>>>

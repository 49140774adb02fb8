//! # Registry
//!
//! The field map and the lookup tables it composes.
//!
//! [`FieldMap`] is the public resolution surface: registration operations
//! populate the tables from declarative rules during setup, and the lookup
//! operations resolve a configuration per field at query time. The tables
//! themselves are exposed for callers that assemble a registry by hand.

pub mod field_map;
pub mod tables;

pub use field_map::{FieldMap, FieldMapStats};
pub use tables::{FieldNameTable, FieldTypeNameTable, TypeMatchTable};
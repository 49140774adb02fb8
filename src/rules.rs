//! Declarative rule records handed over by the configuration parser.
//!
//! The registry never sees raw configuration markup. The external parser
//! extracts each rule into a [`FieldRule`] - a kind tag, a factory type
//! name, a flat attribute bag, and the identifier fields the kind needs -
//! and hands the records to [`FieldMap::apply_rules`](crate::FieldMap::apply_rules).

use serde::{Deserialize, Serialize};
use std::collections::BTreeMap;
use std::fmt;

use crate::error::{FieldMapError, Result};

/// Which registration operation a declarative rule targets.
#[derive(Debug, Clone, Copy, PartialEq, Eq, Serialize, Deserialize)]
#[serde(rename_all = "snake_case")]
pub enum RuleKind {
    /// Bind a configuration to a native runtime type (last-resort lookup).
    TypeMatch,
    /// Bind a configuration to an exact field name.
    FieldByName,
    /// Bind a configuration to one or more declared storage type names.
    FieldByTypeName,
}

impl RuleKind {
    /// Stable name used in error messages and log fields.
    pub fn as_str(&self) -> &'static str {
        match self {
            RuleKind::TypeMatch => "type_match",
            RuleKind::FieldByName => "field_by_name",
            RuleKind::FieldByTypeName => "field_by_type_name",
        }
    }
}

impl fmt::Display for RuleKind {
    fn fmt(&self, f: &mut fmt::Formatter<'_>) -> fmt::Result {
        f.write_str(self.as_str())
    }
}

/// Where a rule came from, for diagnostics only.
///
/// Population typically runs across many rules read from one configuration
/// source; every setup error names the rule it came from.
#[derive(Debug, Clone, Default, PartialEq, Serialize, Deserialize)]
pub struct RuleSource {
    /// Configuration document the rule was parsed from.
    pub document: Option<String>,
    /// Position of the rule within the document.
    pub entry: Option<usize>,
}

impl RuleSource {
    pub fn new(document: impl Into<String>, entry: usize) -> Self {
        Self {
            document: Some(document.into()),
            entry: Some(entry),
        }
    }

    /// Human-readable provenance for error messages.
    pub fn describe(&self) -> String {
        match (&self.document, self.entry) {
            (Some(doc), Some(entry)) => format!("{doc}#{entry}"),
            (Some(doc), None) => doc.clone(),
            (None, Some(entry)) => format!("#{entry}"),
            (None, None) => "<unknown source>".to_string(),
        }
    }
}

impl fmt::Display for RuleSource {
    fn fmt(&self, f: &mut fmt::Formatter<'_>) -> fmt::Result {
        f.write_str(&self.describe())
    }
}

/// One already-parsed declarative rule.
///
/// Which optional fields must be present depends on [`kind`](Self::kind):
/// `type_match` needs `type_name` and `factory_type`; `field_by_name` needs
/// `field_name` (factory type optional); `field_by_type_name` needs
/// `field_type_names` (pipe-delimited) and `factory_type`.
#[derive(Debug, Clone, PartialEq, Serialize, Deserialize)]
pub struct FieldRule {
    /// Which registration operation this rule targets.
    pub kind: RuleKind,

    /// Named configuration variant to construct.
    #[serde(default)]
    pub factory_type: Option<String>,

    /// Exact field name, for `field_by_name` rules.
    #[serde(default)]
    pub field_name: Option<String>,

    /// Native runtime type name, for `type_match` rules.
    #[serde(default)]
    pub type_name: Option<String>,

    /// Declared storage type name(s), pipe-delimited, for
    /// `field_by_type_name` rules.
    #[serde(default)]
    pub field_type_names: Option<String>,

    /// Declarative key/value settings carried onto the configuration.
    #[serde(default)]
    pub attributes: BTreeMap<String, String>,

    /// Provenance, for diagnostics.
    #[serde(default)]
    pub source: RuleSource,
}

impl FieldRule {
    pub fn new(kind: RuleKind) -> Self {
        Self {
            kind,
            factory_type: None,
            field_name: None,
            type_name: None,
            field_type_names: None,
            attributes: BTreeMap::new(),
            source: RuleSource::default(),
        }
    }

    /// Extracts a required field, failing with the rule's identifying
    /// context when it is missing or empty.
    pub fn require<'a>(&self, name: &str, value: Option<&'a str>) -> Result<&'a str> {
        match value {
            Some(v) if !v.is_empty() => Ok(v),
            _ => Err(FieldMapError::ConfigurationError {
                rule: self.kind.as_str().to_string(),
                reason: format!("missing required '{name}' in rule {}", self.source),
            }),
        }
    }
}

#[cfg(test)]
mod tests {
    use super::*;

    #[test]
    fn test_rule_source_describe() {
        assert_eq!(RuleSource::new("index.json", 3).describe(), "index.json#3");
        assert_eq!(RuleSource::default().describe(), "<unknown source>");
    }

    #[test]
    fn test_require_present() {
        let rule = FieldRule::new(RuleKind::FieldByName);
        assert_eq!(rule.require("field_name", Some("title")).unwrap(), "title");
    }

    #[test]
    fn test_require_missing_names_rule() {
        let mut rule = FieldRule::new(RuleKind::TypeMatch);
        rule.source = RuleSource::new("fields.json", 7);

        let err = rule.require("type_name", None).unwrap_err();
        let message = err.to_string();
        assert!(message.contains("type_match"));
        assert!(message.contains("type_name"));
        assert!(message.contains("fields.json#7"));
    }

    #[test]
    fn test_require_rejects_empty() {
        let rule = FieldRule::new(RuleKind::FieldByName);
        assert!(rule.require("field_name", Some("")).is_err());
    }

    #[test]
    fn test_rule_kind_round_trip() {
        let kind: RuleKind = serde_json::from_str("\"field_by_type_name\"").unwrap();
        assert_eq!(kind, RuleKind::FieldByTypeName);
        assert_eq!(kind.to_string(), "field_by_type_name");
    }
}
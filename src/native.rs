//! # Native Type Registry
//!
//! Runtime-type handles and the name-to-type resolver used by the
//! type-match resolution path.
//!
//! ## Overview
//!
//! Declarative rules and field descriptors refer to native runtime types by
//! name (`"system.datetime"`, `"integer"`, ...). The [`TypeResolver`] is an
//! explicitly-populated, case-insensitive table mapping those names to
//! [`NativeType`] handles; there is no dynamic type loading. Resolution is
//! best-effort and never fails - an unknown name is simply `None`.
//!
//! Two [`NativeType`]s are equal exactly when they identify the same Rust
//! type. The type-match table relies on this strict equality; no subtype or
//! assignability matching is performed.

use std::any::TypeId;
use std::collections::HashMap;
use std::hash::{Hash, Hasher};
use std::sync::Arc;

/// Handle for a native runtime type: its `TypeId` plus the canonical name
/// it was registered under.
#[derive(Debug, Clone)]
pub struct NativeType {
    id: TypeId,
    name: Arc<str>,
}

impl NativeType {
    /// Creates a handle for `T` under the given canonical name.
    pub fn of<T: 'static>(name: impl Into<Arc<str>>) -> Self {
        Self {
            id: TypeId::of::<T>(),
            name: name.into(),
        }
    }

    pub fn id(&self) -> TypeId {
        self.id
    }

    /// Canonical registered name, for diagnostics.
    pub fn name(&self) -> &str {
        &self.name
    }

    /// Returns `true` if this handle identifies `T`.
    pub fn is<T: 'static>(&self) -> bool {
        self.id == TypeId::of::<T>()
    }
}

// Equality is by type identity alone; the name is diagnostic.
impl PartialEq for NativeType {
    fn eq(&self, other: &Self) -> bool {
        self.id == other.id
    }
}

impl Eq for NativeType {}

impl Hash for NativeType {
    fn hash<H: Hasher>(&self, state: &mut H) {
        self.id.hash(state);
    }
}

/// Case-insensitive table of registered native types.
///
/// Replaces dynamic type loading with an explicit registration API: every
/// type a rule or field may name must be registered here first.
#[derive(Debug, Clone, Default)]
pub struct TypeResolver {
    types: HashMap<String, NativeType>,
}

impl TypeResolver {
    /// Creates an empty resolver.
    pub fn new() -> Self {
        Self::default()
    }

    /// Creates a resolver pre-populated with the standard field value
    /// types used by indexing pipelines.
    pub fn with_builtins() -> Self {
        let mut resolver = Self::new();
        resolver.register::<String>("system.string", &["string", "text"]);
        resolver.register::<i32>("system.int32", &["int"]);
        resolver.register::<i64>("system.int64", &["integer", "long"]);
        resolver.register::<f64>("system.double", &["float", "double"]);
        resolver.register::<bool>("system.boolean", &["boolean", "bool"]);
        resolver.register::<chrono::DateTime<chrono::Utc>>("system.datetime", &["datetime"]);
        resolver.register::<chrono::NaiveDate>("system.date", &["date"]);
        resolver.register::<uuid::Uuid>("system.guid", &["guid", "uniqueidentifier"]);
        resolver
    }

    /// Registers `T` under a canonical name and any number of aliases.
    ///
    /// All names are matched case-insensitively. Registering a name twice
    /// overwrites the earlier entry (last write wins).
    pub fn register<T: 'static>(&mut self, canonical: &str, aliases: &[&str]) {
        let native = NativeType::of::<T>(canonical.to_lowercase());
        self.register_native(native, aliases);
    }

    /// Registers an existing handle under its canonical name and aliases.
    pub fn register_native(&mut self, native: NativeType, aliases: &[&str]) {
        self.types
            .insert(native.name().to_lowercase(), native.clone());
        for alias in aliases {
            self.types.insert(alias.to_lowercase(), native.clone());
        }
    }

    /// Best-effort, case-insensitive lookup. Never errors.
    pub fn resolve(&self, name: &str) -> Option<NativeType> {
        if name.is_empty() {
            return None;
        }
        self.types.get(&name.to_lowercase()).cloned()
    }

    /// Number of registered names (aliases counted individually).
    pub fn len(&self) -> usize {
        self.types.len()
    }

    pub fn is_empty(&self) -> bool {
        self.types.is_empty()
    }
}

#[cfg(test)]
mod tests {
    use super::*;

    #[test]
    fn test_resolve_is_case_insensitive() {
        let resolver = TypeResolver::with_builtins();
        let lower = resolver.resolve("system.datetime").unwrap();
        let mixed = resolver.resolve("System.DateTime").unwrap();
        assert_eq!(lower, mixed);
        assert!(lower.is::<chrono::DateTime<chrono::Utc>>());
    }

    #[test]
    fn test_resolve_unknown_is_none() {
        let resolver = TypeResolver::with_builtins();
        assert!(resolver.resolve("system.stream").is_none());
        assert!(resolver.resolve("").is_none());
    }

    #[test]
    fn test_aliases_share_identity() {
        let resolver = TypeResolver::with_builtins();
        let canonical = resolver.resolve("system.int64").unwrap();
        let alias = resolver.resolve("Integer").unwrap();
        assert_eq!(canonical, alias);
        // Canonical name survives alias registration.
        assert_eq!(alias.name(), "system.int64");
    }

    #[test]
    fn test_equality_ignores_name() {
        let a = NativeType::of::<String>("system.string");
        let b = NativeType::of::<String>("text");
        let c = NativeType::of::<i64>("system.int64");
        assert_eq!(a, b);
        assert_ne!(a, c);
    }

    #[test]
    fn test_register_custom_type() {
        struct DocumentRef;
        let mut resolver = TypeResolver::new();
        resolver.register::<DocumentRef>("custom.documentref", &["docref"]);

        let resolved = resolver.resolve("DocRef").unwrap();
        assert!(resolved.is::<DocumentRef>());
        assert_eq!(resolved.name(), "custom.documentref");
    }

    #[test]
    fn test_last_registration_wins() {
        let mut resolver = TypeResolver::new();
        resolver.register::<i32>("number", &[]);
        resolver.register::<i64>("number", &[]);
        assert!(resolver.resolve("number").unwrap().is::<i64>());
    }
}
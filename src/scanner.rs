use crate::{
    config::Config,
    error::{Error, Result},
};
use globset::GlobMatcher;
use ignore::WalkBuilder;
use std::fs;
use std::path::{Path, PathBuf};
use tracing::{debug, trace, warn};

/// Statistics collected during scanning.
#[derive(Debug, Default, Clone)]
pub(crate) struct ScanStats {
    /// Entries seen in the directory
    pub total_entries: usize,

    /// Files matching the include pattern
    pub matched_files: usize,

    /// Entries ignored (directories, links, other extensions)
    pub ignored_entries: usize,

    /// Entries the walker could not inspect, with the error text
    pub unreadable: Vec<(PathBuf, String)>,
}

/// Lists transcript files in the source directory.
pub(crate) struct Scanner {
    source_dir: PathBuf,
    include: GlobMatcher,
}

impl Scanner {
    /// Creates a new scanner from configuration.
    ///
    /// # Errors
    ///
    /// Returns an error if the include pattern does not compile.
    pub(crate) fn new(config: &Config) -> Result<Self> {
        Ok(Self {
            source_dir: config.source_dir.clone(),
            include: config.include_matcher()?,
        })
    }

    /// Ensures the source directory exists and can be listed before
    /// anything else happens.
    ///
    /// # Errors
    ///
    /// Returns [`Error::DirectoryNotFound`] if the path is missing, not a
    /// directory, or unreadable.
    pub(crate) fn check_source(&self) -> Result<()> {
        if !self.source_dir.is_dir() {
            return Err(Error::directory_not_found(&self.source_dir));
        }

        fs::read_dir(&self.source_dir)
            .map(drop)
            .map_err(|e| {
                debug!("Cannot list {}: {}", self.source_dir.display(), e);
                Error::directory_not_found(&self.source_dir)
            })
    }

    /// Lists regular files directly inside the source directory whose name
    /// matches the include pattern.
    ///
    /// Subdirectories are not descended into. Hidden entries and symlinks
    /// are ignored. Entries the walker fails on are recorded in
    /// [`ScanStats::unreadable`]. The listing order is unspecified; callers sort.
    ///
    /// # Errors
    ///
    /// Returns an error if the source directory is missing or cannot be listed.
    pub(crate) fn scan(&self) -> Result<(Vec<PathBuf>, ScanStats)> {
        self.check_source()?;

        debug!("Scanning {}", self.source_dir.display());

        let walker = WalkBuilder::new(&self.source_dir)
            .standard_filters(false)
            .hidden(true)
            .follow_links(false)
            .max_depth(Some(1))
            .build();

        let mut files = Vec::new();
        let mut stats = ScanStats::default();

        for result in walker {
            let entry = match result {
                Ok(entry) => entry,
                Err(e) if e.depth().is_some_and(|depth| depth > 0) => {
                    warn!("Walk error: {}", e);
                    let path = error_path(&e)
                        .unwrap_or(self.source_dir.as_path())
                        .to_path_buf();
                    stats.unreadable.push((path, e.to_string()));
                    continue;
                }
                Err(e) => {
                    warn!("Cannot list {}: {}", self.source_dir.display(), e);
                    return Err(Error::directory_not_found(&self.source_dir));
                }
            };

            // The walker yields the root itself at depth 0.
            if entry.depth() == 0 {
                continue;
            }

            stats.total_entries += 1;

            let is_file = entry.file_type().is_some_and(|ft| ft.is_file());
            if !is_file {
                trace!("Ignoring non-file entry: {}", entry.path().display());
                stats.ignored_entries += 1;
                continue;
            }

            if !self.include.is_match(entry.file_name()) {
                trace!("Ignoring unmatched file: {}", entry.path().display());
                stats.ignored_entries += 1;
                continue;
            }

            stats.matched_files += 1;
            files.push(entry.into_path());
        }

        debug!(
            "Scan complete: {} entries, {} matched, {} ignored",
            stats.total_entries, stats.matched_files, stats.ignored_entries
        );

        Ok((files, stats))
    }
}

/// Path carried by a walk error, if any.
fn error_path(error: &ignore::Error) -> Option<&Path> {
    match error {
        ignore::Error::WithPath { path, .. } => Some(path.as_path()),
        ignore::Error::WithDepth { err, .. } | ignore::Error::WithLineNumber { err, .. } => {
            error_path(err)
        }
        ignore::Error::Loop { child, .. } => Some(child.as_path()),
        _ => None,
    }
}
//! In-memory markdown document built from transcript sections.
//!
//! Rendered layout:
//!
//! ```text
//! # <title_1>
//! <content_1>
//!
//! # <title_2>
//! <content_2>
//! ```
//!
//! Sections are joined by exactly one blank line and a non-empty document
//! ends with a single newline. Content is written verbatim: a transcript
//! ending in `\n` shows up as two blank lines before the next heading, and
//! `parse` gives that trailing newline back. A transcript that itself
//! contains a blank line followed by `# ` cannot be re-split unambiguously.

use serde::Serialize;

const HEADING_PREFIX: &str = "# ";
const SECTION_SEPARATOR: &str = "\n\n# ";

/// One heading plus content unit of the output document.
#[derive(Debug, Clone, PartialEq, Eq, Serialize)]
pub struct Section {
    /// Heading text
    pub title: String,

    /// Verbatim file content
    pub content: String,
}

impl Section {
    /// Creates a new section.
    #[must_use]
    pub fn new(title: impl Into<String>, content: impl Into<String>) -> Self {
        Self {
            title: title.into(),
            content: content.into(),
        }
    }
}

/// Ordered sequence of sections, rendered once to markdown.
#[derive(Debug, Clone, Default, PartialEq, Eq)]
pub struct OutputDocument {
    sections: Vec<Section>,
}

impl OutputDocument {
    /// Creates an empty document.
    #[must_use]
    pub fn new() -> Self {
        Self::default()
    }

    /// Appends a section at the end of the document.
    pub fn push(&mut self, section: Section) {
        self.sections.push(section);
    }

    /// Returns the sections in output order.
    #[must_use]
    pub fn sections(&self) -> &[Section] {
        &self.sections
    }

    /// Number of sections.
    #[must_use]
    pub fn len(&self) -> usize {
        self.sections.len()
    }

    /// Returns true if the document has no sections.
    #[must_use]
    pub fn is_empty(&self) -> bool {
        self.sections.is_empty()
    }

    /// Renders the document as markdown.
    #[must_use]
    pub fn render(&self) -> String {
        if self.sections.is_empty() {
            return String::new();
        }

        let capacity = self
            .sections
            .iter()
            .map(|s| s.title.len() + s.content.len() + HEADING_PREFIX.len() + 3)
            .sum();
        let mut out = String::with_capacity(capacity);

        for (i, section) in self.sections.iter().enumerate() {
            if i > 0 {
                out.push_str("\n\n");
            }
            out.push_str(HEADING_PREFIX);
            out.push_str(&section.title);
            out.push('\n');
            out.push_str(&section.content);
        }
        out.push('\n');

        out
    }

    /// Splits a rendered document back into sections.
    ///
    /// Inverse of [`render`](Self::render) for content that does not contain
    /// the section separator. Text before the first heading is discarded.
    #[must_use]
    pub fn parse(text: &str) -> Self {
        let body = text.strip_suffix('\n').unwrap_or(text);

        let start = if body.starts_with(HEADING_PREFIX) {
            0
        } else if let Some(pos) = body.find("\n# ") {
            pos + 1
        } else {
            return Self::new();
        };

        let sections = body[start + HEADING_PREFIX.len()..]
            .split(SECTION_SEPARATOR)
            .map(|raw| match raw.split_once('\n') {
                Some((title, content)) => Section::new(title, content),
                None => Section::new(raw, ""),
            })
            .collect();

        Self { sections }
    }
}

impl FromIterator<Section> for OutputDocument {
    fn from_iter<I: IntoIterator<Item = Section>>(iter: I) -> Self {
        Self {
            sections: iter.into_iter().collect(),
        }
    }
}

<<<

Take the listing from its first line to the line containing "a factory type". Reproduce those lines exactly and nothing else.

WRITTEN SOLUTION -
repository 49140774adb02fb8
//! # Registry
//!
//! The field map and the lookup tables it composes.
//!
//! [`FieldMap`] is the public resolution surface: registration operations
//! populate the tables from declarative rules during setup, and the lookup
//! operations resolve a configuration per field at query time. The tables
//! themselves are exposed for callers that assemble a registry by hand.

pub mod field_map;
pub mod tables;

pub use field_map::{FieldMap, FieldMapStats};
pub use tables::{FieldNameTable, FieldTypeNameTable, TypeMatchTable};
repository 49140774adb02fb8
filename src/rules.rs
//! Declarative rule records handed over by the configuration parser.
//!
//! The registry never sees raw configuration markup. The external parser
//! extracts each rule into a [`FieldRule`] - a kind tag, a factory type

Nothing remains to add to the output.